• _YOUR INSTRUCTIONS_
Below are the records; restate all of them exactly.
(GIVEN RECORDS begins)
//! Pay-for-product sequence run inside the page context.
//!
//! Steps run strictly in order: preflight, amount resolution, receipt
//! persistence, allowance check (approve if needed), transfer, result
//! assembly. The first failure stops the sequence and is reported together
//! with whatever was already done (e.g. a submitted approval).

use alloy_primitives::{Address, U256};
use alloy_sol_types::SolEvent;
use serde::{Deserialize, Serialize};

use crate::amount::{format_units, to_smallest_unit, AmountError};
use crate::bridge::protocol::{BuyerPayments, PaymentDetails, ProductData};
use crate::config::{chain_name, BridgeConfig, PaymentRoute, Registry, TokenConfig};
use crate::contracts::{IPaymentProcessor, PaymentRecord, IERC20};
use crate::error::{BridgeError, ErrorCode};
use crate::receipt::{persist_receipt, ReceiptDocument, ReceiptStore, RECEIPT_TYPE, RECEIPT_VERSION};
use crate::wallet::{TxReceipt, WalletClient};

#[derive(Debug, Clone, Copy, PartialEq, Eq, Serialize, Deserialize)]
#[serde(rename_all = "SCREAMING_SNAKE_CASE")]
pub enum PaymentStep {
    Preflight,
    AmountResolution,
    ReceiptPersistence,
    AllowanceCheck,
    Transfer,
    ResultAssembly,
}

#[derive(Debug, Clone, Default, PartialEq, Serialize, Deserialize)]
#[serde(rename_all = "camelCase")]
pub struct PaymentResult {
    pub success: bool,
    #[serde(default, skip_serializing_if = "Option::is_none")]
    pub tx_hash: Option<String>,
    #[serde(default, skip_serializing_if = "Option::is_none")]
    pub amount_paid: Option<String>,
    #[serde(default, skip_serializing_if = "Option::is_none")]
    pub amount_raw: Option<String>,
    pub currency: String,
    #[serde(default, skip_serializing_if = "Option::is_none")]
    pub receipt_id: Option<String>,
    #[serde(default, skip_serializing_if = "Option::is_none")]
    pub payment_id: Option<String>,
    #[serde(default, skip_serializing_if = "Option::is_none")]
    pub receipt_cid: Option<String>,
    #[serde(default, skip_serializing_if = "Option::is_none")]
    pub receipt_url: Option<String>,
    #[serde(default)]
    pub receipt_uploaded: bool,
    #[serde(default, skip_serializing_if = "Option::is_none")]
    pub block_number: Option<u64>,
    #[serde(default, skip_serializing_if = "Option::is_none")]
    pub merchant_wallet: Option<String>,
    #[serde(default, skip_serializing_if = "Option::is_none")]
    pub payment_token: Option<String>,
    #[serde(default, skip_serializing_if = "Option::is_none")]
    pub approval_tx_hash: Option<String>,
    #[serde(default, skip_serializing_if = "Option::is_none")]
    pub explorer_url: Option<String>,
    #[serde(default)]
    pub simulated: bool,
    #[serde(default, skip_serializing_if = "Option::is_none")]
    pub failed_step: Option<PaymentStep>,
    #[serde(default, skip_serializing_if = "Option::is_none")]
    pub error: Option<String>,
    #[serde(default, skip_serializing_if = "Option::is_none")]
    pub error_code: Option<ErrorCode>,
}

/// A payment that stopped early, with the partial result.
#[derive(Debug, Clone, PartialEq)]
pub struct PaymentFailure {
    pub error: BridgeError,
    pub result: PaymentResult,
}

/// Everything preflight establishes.
struct Checked<'r> {
    wallet: &'r WalletClient,
    buyer: Address,
    chain_id: u64,
    token: &'r TokenConfig,
    token_address: Address,
}

pub struct PaymentOrchestrator<'a> {
    wallet: Option<&'a WalletClient>,
    reader: Option<&'a WalletClient>,
    registry: &'a Registry,
    config: &'a BridgeConfig,
    store: &'a dyn ReceiptStore,
}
(GIVEN RECORDS ends)
• _TASK ANSWER_
//! Pay-for-product sequence run inside the page context.
//!
//! Steps run strictly in order: preflight, amount resolution, receipt
//! persistence, allowance check (approve if needed), transfer, result
//! assembly. The first failure stops the sequence and is reported together
//! with whatever was already done (e.g. a submitted approval).

use alloy_primitives::{Address, U256};
use alloy_sol_types::SolEvent;
use serde::{Deserialize, Serialize};

use crate::amount::{format_units, to_smallest_unit, AmountError};
use crate::bridge::protocol::{BuyerPayments, PaymentDetails, ProductData};
use crate::config::{chain_name, BridgeConfig, PaymentRoute, Registry, TokenConfig};
use crate::contracts::{IPaymentProcessor, PaymentRecord, IERC20};
use crate::error::{BridgeError, ErrorCode};
use crate::receipt::{persist_receipt, ReceiptDocument, ReceiptStore, RECEIPT_TYPE, RECEIPT_VERSION};
use crate::wallet::{TxReceipt, WalletClient};

#[derive(Debug, Clone, Copy, PartialEq, Eq, Serialize, Deserialize)]
#[serde(rename_all = "SCREAMING_SNAKE_CASE")]
pub enum PaymentStep {
    Preflight,
    AmountResolution,
    ReceiptPersistence,
    AllowanceCheck,
    Transfer,
    ResultAssembly,
}

#[derive(Debug, Clone, Default, PartialEq, Serialize, Deserialize)]
#[serde(rename_all = "camelCase")]
pub struct PaymentResult {
    pub success: bool,
    #[serde(default, skip_serializing_if = "Option::is_none")]
    pub tx_hash: Option<String>,
    #[serde(default, skip_serializing_if = "Option::is_none")]
    pub amount_paid: Option<String>,
    #[serde(default, skip_serializing_if = "Option::is_none")]
    pub amount_raw: Option<String>,
    pub currency: String,
    #[serde(default, skip_serializing_if = "Option::is_none")]
    pub receipt_id: Option<String>,
    #[serde(default, skip_serializing_if = "Option::is_none")]
    pub payment_id: Option<String>,
    #[serde(default, skip_serializing_if = "Option::is_none")]
    pub receipt_cid: Option<String>,
    #[serde(default, skip_serializing_if = "Option::is_none")]
    pub receipt_url: Option<String>,
    #[serde(default)]
    pub receipt_uploaded: bool,
    #[serde(default, skip_serializing_if = "Option::is_none")]
    pub block_number: Option<u64>,
    #[serde(default, skip_serializing_if = "Option::is_none")]
    pub merchant_wallet: Option<String>,
    #[serde(default, skip_serializing_if = "Option::is_none")]
    pub payment_token: Option<String>,
    #[serde(default, skip_serializing_if = "Option::is_none")]
    pub approval_tx_hash: Option<String>,
    #[serde(default, skip_serializing_if = "Option::is_none")]
    pub explorer_url: Option<String>,
    #[serde(default)]
    pub simulated: bool,
    #[serde(default, skip_serializing_if = "Option::is_none")]
    pub failed_step: Option<PaymentStep>,
    #[serde(default, skip_serializing_if = "Option::is_none")]
    pub error: Option<String>,
    #[serde(default, skip_serializing_if = "Option::is_none")]
    pub error_code: Option<ErrorCode>,
}

/// A payment that stopped early, with the partial result.
#[derive(Debug, Clone, PartialEq)]
pub struct PaymentFailure {
    pub error: BridgeError,
    pub result: PaymentResult,
}

/// Everything preflight establishes.
struct Checked<'r> {
    wallet: &'r WalletClient,
    buyer: Address,
    chain_id: u64,
    token: &'r TokenConfig,
    token_address: Address,
}

pub struct PaymentOrchestrator<'a> {
    wallet: Option<&'a WalletClient>,
    reader: Option<&'a WalletClient>,
    registry: &'a Registry,
    config: &'a BridgeConfig,
    store: &'a dyn ReceiptStore,
}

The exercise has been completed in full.